**WORK TO BE COMPLETED:** Retype every entry in its entirety, without alteration.

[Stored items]
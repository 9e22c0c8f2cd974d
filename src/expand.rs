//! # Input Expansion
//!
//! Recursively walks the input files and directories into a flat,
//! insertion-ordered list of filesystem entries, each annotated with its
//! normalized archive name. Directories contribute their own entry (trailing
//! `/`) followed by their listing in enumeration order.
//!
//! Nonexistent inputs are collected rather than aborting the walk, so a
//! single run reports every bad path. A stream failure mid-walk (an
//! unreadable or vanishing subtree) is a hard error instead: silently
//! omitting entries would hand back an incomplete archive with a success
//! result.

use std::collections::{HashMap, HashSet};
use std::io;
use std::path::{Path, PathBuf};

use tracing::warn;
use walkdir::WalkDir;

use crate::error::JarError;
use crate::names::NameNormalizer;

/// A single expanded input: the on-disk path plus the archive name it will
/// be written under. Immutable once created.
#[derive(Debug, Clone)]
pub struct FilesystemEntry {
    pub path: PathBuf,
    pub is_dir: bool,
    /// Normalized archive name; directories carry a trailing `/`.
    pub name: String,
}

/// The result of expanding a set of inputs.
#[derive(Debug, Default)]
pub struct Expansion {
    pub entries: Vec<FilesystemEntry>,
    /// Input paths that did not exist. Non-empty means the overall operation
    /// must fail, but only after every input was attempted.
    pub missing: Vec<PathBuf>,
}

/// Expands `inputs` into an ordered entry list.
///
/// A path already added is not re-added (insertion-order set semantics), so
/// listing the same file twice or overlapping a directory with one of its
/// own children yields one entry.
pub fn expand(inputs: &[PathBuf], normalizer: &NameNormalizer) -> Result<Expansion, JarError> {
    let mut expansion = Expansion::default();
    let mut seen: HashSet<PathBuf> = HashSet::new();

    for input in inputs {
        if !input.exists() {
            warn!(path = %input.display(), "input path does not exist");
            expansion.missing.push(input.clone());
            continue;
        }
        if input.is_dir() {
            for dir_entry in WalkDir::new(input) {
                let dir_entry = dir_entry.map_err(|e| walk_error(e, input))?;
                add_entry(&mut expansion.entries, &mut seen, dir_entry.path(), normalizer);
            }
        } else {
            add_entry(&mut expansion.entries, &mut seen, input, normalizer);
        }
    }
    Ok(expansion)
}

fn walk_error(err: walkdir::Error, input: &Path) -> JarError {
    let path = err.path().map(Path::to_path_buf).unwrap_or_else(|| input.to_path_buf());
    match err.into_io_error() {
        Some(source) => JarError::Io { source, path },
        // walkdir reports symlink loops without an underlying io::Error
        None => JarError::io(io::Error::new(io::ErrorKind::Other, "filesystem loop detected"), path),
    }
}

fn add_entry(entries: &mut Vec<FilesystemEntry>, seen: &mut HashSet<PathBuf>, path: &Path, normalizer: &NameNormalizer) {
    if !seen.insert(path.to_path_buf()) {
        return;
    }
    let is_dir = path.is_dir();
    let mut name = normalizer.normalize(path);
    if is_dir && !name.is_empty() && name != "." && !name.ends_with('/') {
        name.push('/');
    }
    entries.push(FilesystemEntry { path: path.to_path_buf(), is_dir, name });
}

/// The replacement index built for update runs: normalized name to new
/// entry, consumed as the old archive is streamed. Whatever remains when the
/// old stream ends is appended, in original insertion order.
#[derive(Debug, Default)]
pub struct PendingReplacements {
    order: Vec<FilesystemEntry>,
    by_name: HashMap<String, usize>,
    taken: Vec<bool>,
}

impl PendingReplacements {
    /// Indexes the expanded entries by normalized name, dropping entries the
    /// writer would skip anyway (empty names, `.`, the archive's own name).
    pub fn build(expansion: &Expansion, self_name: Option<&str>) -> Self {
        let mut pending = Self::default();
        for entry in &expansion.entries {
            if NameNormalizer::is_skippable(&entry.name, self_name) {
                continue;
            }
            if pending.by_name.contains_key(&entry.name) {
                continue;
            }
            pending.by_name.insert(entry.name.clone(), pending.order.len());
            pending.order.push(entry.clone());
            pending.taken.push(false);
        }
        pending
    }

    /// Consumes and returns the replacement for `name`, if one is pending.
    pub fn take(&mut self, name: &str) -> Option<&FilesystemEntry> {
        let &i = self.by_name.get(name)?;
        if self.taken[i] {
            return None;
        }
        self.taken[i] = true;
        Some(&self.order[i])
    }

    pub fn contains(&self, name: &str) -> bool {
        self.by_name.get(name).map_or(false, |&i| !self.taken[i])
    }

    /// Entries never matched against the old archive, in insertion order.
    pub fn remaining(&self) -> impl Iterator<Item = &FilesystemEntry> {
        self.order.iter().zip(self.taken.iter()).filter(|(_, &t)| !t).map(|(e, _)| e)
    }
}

**SOLUTION FOR THIS PROBLEM:**
repository 9e22c0c8f2cd974d
filename src/expand.rs
//! # Input Expansion
//!
//! Recursively walks the input files and directories into a flat,
//! insertion-ordered list of filesystem entries, each annotated with its
//! normalized archive name. Directories contribute their own entry (trailing
//! `/`) followed by their listing in enumeration order.
//!
//! Nonexistent inputs are collected rather than aborting the walk, so a
//! single run reports every bad path. A stream failure mid-walk (an
//! unreadable or vanishing subtree) is a hard error instead: silently
//! omitting entries would hand back an incomplete archive with a success
//! result.

use std::collections::{HashMap, HashSet};
use std::io;
use std::path::{Path, PathBuf};

use tracing::warn;
use walkdir::WalkDir;

use crate::error::JarError;
use crate::names::NameNormalizer;

/// A single expanded input: the on-disk path plus the archive name it will
/// be written under. Immutable once created.
#[derive(Debug, Clone)]
pub struct FilesystemEntry {
    pub path: PathBuf,
    pub is_dir: bool,
    /// Normalized archive name; directories carry a trailing `/`.
    pub name: String,
}

/// The result of expanding a set of inputs.
#[derive(Debug, Default)]
pub struct Expansion {
    pub entries: Vec<FilesystemEntry>,
    /// Input paths that did not exist. Non-empty means the overall operation
    /// must fail, but only after every input was attempted.
    pub missing: Vec<PathBuf>,
}

/// Expands `inputs` into an ordered entry list.
///
/// A path already added is not re-added (insertion-order set semantics), so
/// listing the same file twice or overlapping a directory with one of its
/// own children yields one entry.
pub fn expand(inputs: &[PathBuf], normalizer: &NameNormalizer) -> Result<Expansion, JarError> {
    let mut expansion = Expansion::default();
    let mut seen: HashSet<PathBuf> = HashSet::new();

    for input in inputs {
        if !input.exists() {
            warn!(path = %input.display(), "input path does not exist");
            expansion.missing.push(input.clone());
            continue;
        }
        if input.is_dir() {
            for dir_entry in WalkDir::new(input) {
                let dir_entry = dir_entry.map_err(|e| walk_error(e, input))?;
                add_entry(&mut expansion.entries, &mut seen, dir_entry.path(), normalizer);
            }
        } else {
            add_entry(&mut expansion.entries, &mut seen, input, normalizer);
        }
    }
    Ok(expansion)
}

fn walk_error(err: walkdir::Error, input: &Path) -> JarError {
    let path = err.path().map(Path::to_path_buf).unwrap_or_else(|| input.to_path_buf());
    match err.into_io_error() {
        Some(source) => JarError::Io { source, path },
        // walkdir reports symlink loops without an underlying io::Error
        None => JarError::io(io::Error::new(io::ErrorKind::Other, "filesystem loop detected"), path),
    }
}

fn add_entry(entries: &mut Vec<FilesystemEntry>, seen: &mut HashSet<PathBuf>, path: &Path, normalizer: &NameNormalizer) {
    if !seen.insert(path.to_path_buf()) {
        return;
    }
    let is_dir = path.is_dir();
    let mut name = normalizer.normalize(path);
    if is_dir && !name.is_empty() && name != "." && !name.ends_with('/') {
        name.push('/');
    }
    entries.push(FilesystemEntry { path: path.to_path_buf(), is_dir, name });
}

/// The replacement index built for update runs: normalized name to new
/// entry, consumed as the old archive is streamed. Whatever remains when the
/// old stream ends is appended, in original insertion order.
#[derive(Debug, Default)]
pub struct PendingReplacements {
    order: Vec<FilesystemEntry>,
    by_name: HashMap<String, usize>,
    taken: Vec<bool>,
}

impl PendingReplacements {
    /// Indexes the expanded entries by normalized name, dropping entries the
    /// writer would skip anyway (empty names, `.`, the archive's own name).
    pub fn build(expansion: &Expansion, self_name: Option<&str>) -> Self {
        let mut pending = Self::default();
        for entry in &expansion.entries {
            if NameNormalizer::is_skippable(&entry.name, self_name) {
                continue;
            }
            if pending.by_name.contains_key(&entry.name) {
                continue;
            }
            pending.by_name.insert(entry.name.clone(), pending.order.len());
            pending.order.push(entry.clone());
            pending.taken.push(false);
        }
        pending
    }

    /// Consumes and returns the replacement for `name`, if one is pending.
    pub fn take(&mut self, name: &str) -> Option<&FilesystemEntry> {
        let &i = self.by_name.get(name)?;
        if self.taken[i] {
            return None;
        }
        self.taken[i] = true;
        Some(&self.order[i])
    }

    pub fn contains(&self, name: &str) -> bool {
        self.by_name.get(name).map_or(false, |&i| !self.taken[i])
    }

    /// Entries never matched against the old archive, in insertion order.
    pub fn remaining(&self) -> impl Iterator<Item = &FilesystemEntry> {
        self.order.iter().zip(self.taken.iter()).filter(|(_, &t)| !t).map(|(e, _)| e)
    }
}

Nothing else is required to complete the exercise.